EXERCISE PROMPT:
Where a line of the material includes the string "Option", copy that line.

####

//! Package-level and protocol constants.

/// Current version of the client (sourced from Cargo.toml).
pub const VERSION: &str = env!("CARGO_PKG_VERSION");

/// Default host of the node's RPC endpoint.
pub const DEFAULT_RPC_HOST: &str = "localhost";

/// Default port of the node's RPC endpoint.
pub const DEFAULT_RPC_PORT: u16 = 8001;

/// Default port the node listens on for inbound peer connections.
pub const DEFAULT_LISTEN_PORT: u16 = 2448;

/// Path of the RPC endpoint on the node.
pub const RPC_PATH: &str = "/ws";

/// WebSocket sub-protocol token negotiated with the node.
pub const RPC_SUBPROTOCOL: &str = "echo-protocol";

/// `Origin` header sent during the WebSocket handshake.
pub const RPC_ORIGIN: &str = "http://localhost/";

/// Error substring the node reports when asked to listen on a port it
/// already holds.
pub const ADDRESS_IN_USE: &str = "bind: address already in use";

// ─────────────────────────────────────────────────────────────────────────────
// Tests
// ─────────────────────────────────────────────────────────────────────────────
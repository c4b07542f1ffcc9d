//! Client error types.

use lit_core::ADDRESS_IN_USE;
use lit_settings::SettingsError;
use serde_json::Value;
use thiserror::Error;
use tokio_tungstenite::tungstenite::Error as WsError;

/// Errors from connecting to the node or calling it.
#[derive(Debug, Error)]
pub enum ClientError {
    /// No connection is open; call `open()` first.
    #[error("Connection not open. Open connection first using open()")]
    NotOpen,

    /// Socket-level failure while opening, sending or closing.
    #[error("transport error: {0}")]
    Transport(#[source] Box<WsError>),

    /// The connection went away while the call was waiting for its response.
    #[error("connection closed before a response arrived")]
    ConnectionClosed,

    /// No response within the configured limit.
    #[error("timed out after {timeout_ms}ms waiting for {method}")]
    Timeout {
        /// Method (or `open`) that timed out.
        method: String,
        /// Limit that was exceeded.
        timeout_ms: u64,
    },

    /// The node answered with a non-null `error`, passed through unchanged.
    #[error("remote error: {}", render_remote(.0))]
    Remote(Value),

    /// The reply did not have the shape or content the command expects.
    #[error("Unexpected reply from server: {0}")]
    UnexpectedReply(String),

    /// The node reported `Success: false`.
    #[error("Server returned success=false: {0}")]
    Rejected(String),

    /// Payload or reply (de)serialization failed.
    #[error("serialization error: {0}")]
    Serde(#[from] serde_json::Error),

    /// Host and port do not form a usable WebSocket URL.
    #[error("invalid RPC url: {0}")]
    InvalidUrl(String),

    /// The client settings cannot be used to open a connection.
    #[error(transparent)]
    InvalidSettings(#[from] SettingsError),
}

impl From<WsError> for ClientError {
    fn from(err: WsError) -> Self {
        Self::Transport(Box::new(err))
    }
}

impl ClientError {
    /// Text of a remote error, for matching against node messages.
    pub fn remote_message(&self) -> Option<String> {
        match self {
            Self::Remote(value) => Some(render_remote(value)),
            _ => None,
        }
    }

    /// Whether the node refused to listen because the port is already bound.
    pub fn is_address_in_use(&self) -> bool {
        self.remote_message()
            .is_some_and(|msg| msg.contains(ADDRESS_IN_USE))
    }
}

/// Result type for client operations.
pub type Result<T> = std::result::Result<T, ClientError>;

fn render_remote(value: &Value) -> String {
    match value {
        Value::String(s) => s.clone(),
        other => other.to_string(),
    }
}

// ─────────────────────────────────────────────────────────────────────────────
// Tests
// ─────────────────────────────────────────────────────────────────────────────
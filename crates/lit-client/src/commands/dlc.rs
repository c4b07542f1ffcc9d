//! Oracle, offer and discreet log contract commands.

use super::types::{
    AddOracleArgs, CIdxArgs, ContractIdxArgs, ContractReply, DlcContract, DlcFwdOffer, DlcOracle,
    ForwardOfferEnvelope, ImportOracleArgs, ListContractsReply, ListOffersReply, ListOraclesReply,
    NoArgs, OfferContractArgs, OfferIdxArgs, OracleReply, SetContractCoinTypeArgs,
    SetContractDivisionArgs, SetContractFundingArgs, SetContractOracleArgs, SetContractRPointArgs,
    SetContractSettlementTimeArgs, SettleContractArgs, SettleContractReply, SuccessReply,
};
use super::{
    ACCEPT_CONTRACT, ACCEPT_OFFER, ADD_ORACLE, DECLINE_CONTRACT, DECLINE_OFFER, GET_CONTRACT,
    IMPORT_ORACLE, LIST_CONTRACTS, LIST_OFFERS, LIST_ORACLES, NEW_CONTRACT, NEW_FORWARD_OFFER,
    OFFER_CONTRACT, SET_CONTRACT_COIN_TYPE, SET_CONTRACT_DIVISION, SET_CONTRACT_FUNDING,
    SET_CONTRACT_ORACLE, SET_CONTRACT_R_POINT, SET_CONTRACT_SETTLEMENT_TIME, SETTLE_CONTRACT,
};
use crate::client::LitClient;
use crate::errors::{ClientError, Result};
use crate::transport::RpcTransport;
use crate::validate::ReplyCheck;

fn required<V>(value: Option<V>, field: &str) -> Result<V> {
    value.ok_or_else(|| ClientError::UnexpectedReply(format!("{field} is null")))
}

impl<T: RpcTransport> LitClient<T> {
    async fn expect_success<P: serde::Serialize + Sync>(&self, method: &str, args: &P) -> Result<()> {
        let _: SuccessReply = self.request(method, args, ReplyCheck::Success).await?;
        Ok(())
    }

    // ── Oracles ─────────────────────────────────────────────────────────────

    /// Import an oracle from its REST endpoint.
    pub async fn import_oracle(&self, url: &str, name: &str) -> Result<DlcOracle> {
        let args = ImportOracleArgs {
            url: url.to_owned(),
            name: name.to_owned(),
        };
        let reply: OracleReply = self
            .request(IMPORT_ORACLE, &args, ReplyCheck::Field("Oracle"))
            .await?;
        required(reply.oracle, "Oracle")
    }

    /// Add an oracle by its 33-byte public key (hex).
    pub async fn add_oracle(&self, pub_key_hex: &str, name: &str) -> Result<DlcOracle> {
        let args = AddOracleArgs {
            key: pub_key_hex.to_owned(),
            name: name.to_owned(),
        };
        let reply: OracleReply = self
            .request(ADD_ORACLE, &args, ReplyCheck::Field("Oracle"))
            .await?;
        required(reply.oracle, "Oracle")
    }

    /// Oracles known to the node.
    pub async fn list_oracles(&self) -> Result<Vec<DlcOracle>> {
        let reply: ListOraclesReply = self
            .request(LIST_ORACLES, &NoArgs {}, ReplyCheck::Field("Oracles"))
            .await?;
        Ok(reply.oracles.unwrap_or_default())
    }

    // ── Offers ──────────────────────────────────────────────────────────────

    /// Offer a forward contract. Returns the offer as stored by the node.
    pub async fn new_forward_offer(&self, offer: DlcFwdOffer) -> Result<DlcFwdOffer> {
        let args = ForwardOfferEnvelope { offer: Some(offer) };
        let reply: ForwardOfferEnvelope = self
            .request(NEW_FORWARD_OFFER, &args, ReplyCheck::Field("Offer"))
            .await?;
        required(reply.offer, "Offer")
    }

    /// Current offers.
    pub async fn list_offers(&self) -> Result<Vec<DlcFwdOffer>> {
        let reply: ListOffersReply = self
            .request(LIST_OFFERS, &NoArgs {}, ReplyCheck::Field("Offers"))
            .await?;
        Ok(reply.offers.unwrap_or_default())
    }

    /// Accept offer `offer`.
    pub async fn accept_offer(&self, offer: u64) -> Result<()> {
        self.expect_success(ACCEPT_OFFER, &OfferIdxArgs { o_idx: offer }).await
    }

    /// Decline offer `offer`.
    pub async fn decline_offer(&self, offer: u64) -> Result<()> {
        self.expect_success(DECLINE_OFFER, &OfferIdxArgs { o_idx: offer }).await
    }

    // ── Contracts ───────────────────────────────────────────────────────────

    /// Create a new draft contract.
    pub async fn new_contract(&self) -> Result<DlcContract> {
        let reply: ContractReply = self
            .request(NEW_CONTRACT, &NoArgs {}, ReplyCheck::Field("Contract"))
            .await?;
        required(reply.contract, "Contract")
    }

    /// Fetch contract `idx`.
    pub async fn get_contract(&self, idx: u64) -> Result<DlcContract> {
        let reply: ContractReply = self
            .request(GET_CONTRACT, &ContractIdxArgs { idx }, ReplyCheck::Field("Contract"))
            .await?;
        required(reply.contract, "Contract")
    }

    /// All contracts.
    pub async fn list_contracts(&self) -> Result<Vec<DlcContract>> {
        let reply: ListContractsReply = self
            .request(LIST_CONTRACTS, &NoArgs {}, ReplyCheck::Field("Contracts"))
            .await?;
        Ok(reply.contracts.unwrap_or_default())
    }

    /// Offer contract `contract` to `peer`.
    pub async fn offer_contract(&self, contract: u64, peer: u32) -> Result<()> {
        let args = OfferContractArgs {
            c_idx: contract,
            peer_idx: peer,
        };
        self.expect_success(OFFER_CONTRACT, &args).await
    }

    /// Accept a contract offered to us.
    pub async fn accept_contract(&self, contract: u64) -> Result<()> {
        self.expect_success(ACCEPT_CONTRACT, &CIdxArgs { c_idx: contract }).await
    }

    /// Decline a contract offered to us.
    pub async fn decline_contract(&self, contract: u64) -> Result<()> {
        self.expect_success(DECLINE_CONTRACT, &CIdxArgs { c_idx: contract }).await
    }

    /// Settle `contract` on `oracle_value` using the oracle's signature.
    pub async fn settle_contract(
        &self,
        contract: u64,
        oracle_value: i64,
        oracle_sig: &[u8],
    ) -> Result<SettleContractReply> {
        let args = SettleContractArgs {
            c_idx: contract,
            oracle_value,
            oracle_sig: oracle_sig.to_vec(),
        };
        self.request(SETTLE_CONTRACT, &args, ReplyCheck::Success).await
    }

    /// Linear payout: all funds ours at `fully_ours`, all theirs at
    /// `fully_theirs`.
    pub async fn set_contract_division(&self, contract: u64, fully_ours: i64, fully_theirs: i64) -> Result<()> {
        let args = SetContractDivisionArgs {
            c_idx: contract,
            value_fully_ours: fully_ours,
            value_fully_theirs: fully_theirs,
        };
        self.expect_success(SET_CONTRACT_DIVISION, &args).await
    }

    /// Set the coin type of `contract`.
    pub async fn set_contract_coin_type(&self, contract: u64, coin_type: u32) -> Result<()> {
        let args = SetContractCoinTypeArgs {
            c_idx: contract,
            coin_type,
        };
        self.expect_success(SET_CONTRACT_COIN_TYPE, &args).await
    }

    /// Set how much each side funds `contract` with.
    pub async fn set_contract_funding(&self, contract: u64, ours: i64, theirs: i64) -> Result<()> {
        let args = SetContractFundingArgs {
            c_idx: contract,
            our_amount: ours,
            their_amount: theirs,
        };
        self.expect_success(SET_CONTRACT_FUNDING, &args).await
    }

    /// Set when `contract` settles (unix seconds).
    pub async fn set_contract_settlement_time(&self, contract: u64, time: u64) -> Result<()> {
        let args = SetContractSettlementTimeArgs { c_idx: contract, time };
        self.expect_success(SET_CONTRACT_SETTLEMENT_TIME, &args).await
    }

    /// Set the oracle R point `contract` settles against.
    pub async fn set_contract_r_point(&self, contract: u64, r_point: &[u8]) -> Result<()> {
        let args = SetContractRPointArgs {
            c_idx: contract,
            r_point: r_point.to_vec(),
        };
        self.expect_success(SET_CONTRACT_R_POINT, &args).await
    }

    /// Set the oracle of `contract`.
    pub async fn set_contract_oracle(&self, contract: u64, oracle: u64) -> Result<()> {
        let args = SetContractOracleArgs {
            c_idx: contract,
            o_idx: oracle,
        };
        self.expect_success(SET_CONTRACT_ORACLE, &args).await
    }
}

// ─────────────────────────────────────────────────────────────────────────────
// Tests
// ─────────────────────────────────────────────────────────────────────────────

#[cfg(test)]
#[allow(unused_results)]
mod tests {
    use super::*;
    use crate::commands::types::DlcContractStatus;
    use crate::transport::scripted::ScriptedTransport;
    use serde_json::json;

    fn client(rpc: ScriptedTransport) -> LitClient<ScriptedTransport> {
        LitClient::with_transport(rpc, 2448)
    }

    fn success() -> ScriptedTransport {
        ScriptedTransport::new().reply(json!({"Success": true}))
    }

    #[tokio::test]
    async fn add_oracle_uses_its_own_method() {
        let client = client(ScriptedTransport::new().reply(json!({
            "Oracle": {"Idx": 1, "A": [2, 3], "Name": "prices", "Url": ""}
        })));
        let oracle = client.add_oracle("02abcd", "prices").await.unwrap();
        assert_eq!(oracle.idx, 1);
        assert_eq!(
            client.transport().calls()[0],
            ("LitRPC.AddOracle".to_owned(), json!({"Key": "02abcd", "Name": "prices"}))
        );
    }

    #[tokio::test]
    async fn import_oracle_payload() {
        let client = client(ScriptedTransport::new().reply(json!({"Oracle": {"Idx": 2, "Name": "x"}})));
        client.import_oracle("https://oracle.example", "x").await.unwrap();
        assert_eq!(
            client.transport().calls()[0],
            (
                "LitRPC.ImportOracle".to_owned(),
                json!({"Url": "https://oracle.example", "Name": "x"})
            )
        );
    }

    #[tokio::test]
    async fn oracle_missing_is_unexpected() {
        let client = client(ScriptedTransport::new().reply(json!({})));
        assert!(matches!(client.list_oracles().await, Err(ClientError::UnexpectedReply(_))));
    }

    #[tokio::test]
    async fn new_forward_offer_wraps_offer() {
        let client = client(ScriptedTransport::new().reply(json!({"Offer": {"OIdx": 9, "PeerIdx": 1}})));
        let offer = DlcFwdOffer {
            peer_idx: 1,
            fund_amt: 10_000,
            ..DlcFwdOffer::default()
        };
        let stored = client.new_forward_offer(offer).await.unwrap();
        assert_eq!(stored.o_idx, 9);

        let params = &client.transport().calls()[0].1;
        assert_eq!(params["Offer"]["PeerIdx"], 1);
        assert_eq!(params["Offer"]["FundAmt"], 10_000);
    }

    #[tokio::test]
    async fn accept_offer_success_flag() {
        let client = client(success());
        client.accept_offer(4).await.unwrap();
        assert_eq!(client.transport().calls()[0].1, json!({"OIdx": 4}));
    }

    #[tokio::test]
    async fn decline_offer_rejected() {
        let client = client(ScriptedTransport::new().reply(json!({"Success": false})));
        assert!(matches!(client.decline_offer(4).await, Err(ClientError::Rejected(_))));
    }

    #[tokio::test]
    async fn get_contract_decodes_status() {
        let client = client(ScriptedTransport::new().reply(json!({
            "Contract": {"Idx": 3, "PeerIdx": 1, "Status": 1, "OurFundingAmount": 5000}
        })));
        let contract = client.get_contract(3).await.unwrap();
        assert_eq!(contract.status, DlcContractStatus::OfferedByMe);
        assert_eq!(contract.our_funding_amount, 5000);
        assert_eq!(client.transport().calls()[0].1, json!({"Idx": 3}));
    }

    #[tokio::test]
    async fn null_contract_list_is_empty() {
        let client = client(ScriptedTransport::new().reply(json!({"Contracts": null})));
        assert!(client.list_contracts().await.unwrap().is_empty());
    }

    #[tokio::test]
    async fn set_contract_funding_uses_its_own_method() {
        let client = client(success());
        client.set_contract_funding(2, 1000, 2000).await.unwrap();
        assert_eq!(
            client.transport().calls()[0],
            (
                "LitRPC.SetContractFunding".to_owned(),
                json!({"CIdx": 2, "OurAmount": 1000, "TheirAmount": 2000})
            )
        );
    }

    #[tokio::test]
    async fn contract_setters_send_expected_methods() {
        let rpc = ScriptedTransport::new();
        let rpc = (0..7).fold(rpc, |rpc, _| rpc.reply(json!({"Success": true})));
        let client = client(rpc);

        client.offer_contract(1, 2).await.unwrap();
        client.accept_contract(1).await.unwrap();
        client.decline_contract(1).await.unwrap();
        client.set_contract_division(1, 10, 20).await.unwrap();
        client.set_contract_coin_type(1, 257).await.unwrap();
        client.set_contract_settlement_time(1, 1_700_000_000).await.unwrap();
        client.set_contract_oracle(1, 5).await.unwrap();

        let methods: Vec<String> = client.transport().calls().into_iter().map(|(m, _)| m).collect();
        assert_eq!(
            methods,
            vec![
                "LitRPC.OfferContract",
                "LitRPC.AcceptContract",
                "LitRPC.DeclineContract",
                "LitRPC.SetContractDivision",
                "LitRPC.SetContractCoinType",
                "LitRPC.SetContractSettlementTime",
                "LitRPC.SetContractOracle",
            ]
        );
        assert_eq!(
            client.transport().calls()[3].1,
            json!({"CIdx": 1, "ValueFullyOurs": 10, "ValueFullyTheirs": 20})
        );
    }

    #[tokio::test]
    async fn r_point_sent_as_byte_array() {
        let client = client(success());
        client.set_contract_r_point(6, &[1, 2, 3]).await.unwrap();
        assert_eq!(client.transport().calls()[0].1, json!({"CIdx": 6, "RPoint": [1, 2, 3]}));
    }

    #[tokio::test]
    async fn settle_returns_full_reply() {
        let client = client(ScriptedTransport::new().reply(json!({
            "Success": true, "SettleTxHash": [1], "ClaimTxHash": [2]
        })));
        let reply = client.settle_contract(3, 15_000, &[9, 9]).await.unwrap();
        assert!(reply.success);
        assert_eq!(reply.settle_tx_hash, Some(vec![1]));
        assert_eq!(
            client.transport().calls()[0].1,
            json!({"CIdx": 3, "OracleValue": 15_000, "OracleSig": [9, 9]})
        );
    }

    #[tokio::test]
    async fn settle_without_success_flag_is_unexpected() {
        let client = client(ScriptedTransport::new().reply(json!({"SettleTxHash": [1]})));
        assert!(matches!(
            client.settle_contract(3, 1, &[]).await,
            Err(ClientError::UnexpectedReply(_))
        ));
    }
}
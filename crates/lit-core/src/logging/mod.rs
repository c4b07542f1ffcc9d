//! Structured logging with `tracing`.
//!
//! - [`init_subscriber`] sets up a stderr subscriber for binaries and tools
//!   embedding the client
//! - [`capture_logs`] installs a thread-local capturing subscriber for tests
//!
//! The client crates only emit events; installing a subscriber is left to the
//! embedding application.

pub mod test_utils;

pub use test_utils::{CapturedEvent, CapturedLogs, capture_logs};

/// Initialize the global tracing subscriber with stderr output.
///
/// Call once at application startup. Subsequent calls are no-ops.
/// `RUST_LOG` takes precedence over `level` when set.
pub fn init_subscriber(level: &str) {
    use tracing_subscriber::EnvFilter;

    let filter = EnvFilter::try_from_default_env().unwrap_or_else(|_| EnvFilter::new(level));

    let subscriber = tracing_subscriber::fmt()
        .with_env_filter(filter)
        .with_target(true)
        .with_writer(std::io::stderr)
        .compact();

    // set_global_default is a no-op if already set
    let _ = subscriber.try_init();
}

/// Initialize the global tracing subscriber with JSON lines on stderr.
///
/// Same precedence rules as [`init_subscriber`].
pub fn init_json_subscriber(level: &str) {
    use tracing_subscriber::EnvFilter;

    let filter = EnvFilter::try_from_default_env().unwrap_or_else(|_| EnvFilter::new(level));

    let subscriber = tracing_subscriber::fmt()
        .with_env_filter(filter)
        .with_writer(std::io::stderr)
        .json();

    let _ = subscriber.try_init();
}
//! The seam between the command layer and the connection.

use async_trait::async_trait;
use serde::Serialize;
use serde::de::DeserializeOwned;
use serde_json::Value;

use crate::errors::Result;
use crate::validate::ReplyCheck;

/// Anything that can carry one JSON-RPC call to the node and back.
///
/// [`ConnectionManager`](crate::ConnectionManager) is the production
/// implementation; tests substitute scripted transports.
#[async_trait]
pub trait RpcTransport: Send + Sync {
    /// Call `method` with `params` and return the reply's `result`.
    async fn call(&self, method: &str, params: Value) -> Result<Value>;
}

/// Serialize `payload`, call `method`, validate the reply with `check`, and
/// decode it as `R`.
pub async fn invoke<T, P, R>(rpc: &T, method: &str, payload: &P, check: ReplyCheck) -> Result<R>
where
    T: RpcTransport + ?Sized,
    P: Serialize + Sync,
    R: DeserializeOwned,
{
    let params = serde_json::to_value(payload)?;
    let reply = rpc.call(method, params).await?;
    check.check(&reply)?;
    Ok(serde_json::from_value(reply)?)
}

####

RESULT FOR THIS TASK:
    pub fn remote_message(&self) -> Option<String> {
fn required<V>(value: Option<V>, field: &str) -> Result<V> {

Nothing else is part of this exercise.